December 24, 2013 | 6:19 pm

Posted By Richard Bangs


Oh, the places they stole.

Four times this year I’ve been to the canals of Venice, without ever setting foot in Italy. In Vegas, Macau, Qatar and where I live, Venice, California, there are facsimiles of the famous waterways, only cleaner, shinier, and without the creases of deep history.

Theme parks, made-made-islands, cruise ships, old quarter facades, entire cities fashioned to appear as someplace else. It’s hard, these days, to find a land that has escaped the allure of reincarnation.

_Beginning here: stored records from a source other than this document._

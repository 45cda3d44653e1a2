//! In-memory executor that records every statement it is handed.

#![allow(dead_code)]

use dbquery::{Executor, QueryError, QueryResult};
use std::sync::Mutex;
use tokio_postgres::Row;
use tokio_postgres::types::ToSql;

#[derive(Default)]
pub struct Recorder {
    log: Mutex<Vec<(String, usize)>>,
    /// Fail any statement containing this text.
    fail_on: Option<String>,
}

impl Recorder {
    pub fn new() -> Self {
        Self::default()
    }

    pub fn failing_on(text: &str) -> Self {
        Self {
            log: Mutex::new(Vec::new()),
            fail_on: Some(text.to_string()),
        }
    }

    /// Statements seen so far, in arrival order.
    pub fn statements(&self) -> Vec<String> {
        self.log
            .lock()
            .unwrap()
            .iter()
            .map(|(sql, _)| sql.clone())
            .collect()
    }

    /// Parameter count passed with the statement containing `text`.
    pub fn params_for(&self, text: &str) -> Option<usize> {
        self.log
            .lock()
            .unwrap()
            .iter()
            .find(|(sql, _)| sql.contains(text))
            .map(|(_, n)| *n)
    }

    fn record(&self, sql: &str, params: usize) -> QueryResult<()> {
        self.log.lock().unwrap().push((sql.to_string(), params));
        match &self.fail_on {
            Some(text) if sql.contains(text.as_str()) => {
                Err(QueryError::Other(format!("refused: {sql}")))
            }
            _ => Ok(()),
        }
    }
}

impl Executor for Recorder {
    async fn query(&self, sql: &str, params: &[&(dyn ToSql + Sync)]) -> QueryResult<Vec<Row>> {
        self.record(sql, params.len())?;
        Ok(Vec::new())
    }

    async fn execute(&self, sql: &str, params: &[&(dyn ToSql + Sync)]) -> QueryResult<u64> {
        self.record(sql, params.len())?;
        Ok(1)
    }
}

Many years ago, after making first descents of a number of wild rivers around the world, I was invited by Busch Gardens in Tampa, Florida to join a media event, the launch of their Congo River Rapids Ride. Some P.R. visionary had concocted a trope in which George Plimpton, the famous “participatory journalist,” and I would make “the first descent” of the Congo River in Florida, with hundreds of media reporting. It was such a circus of counterfeit adventure that I felt I needed a shower after being splashed by the chlorinated Congo.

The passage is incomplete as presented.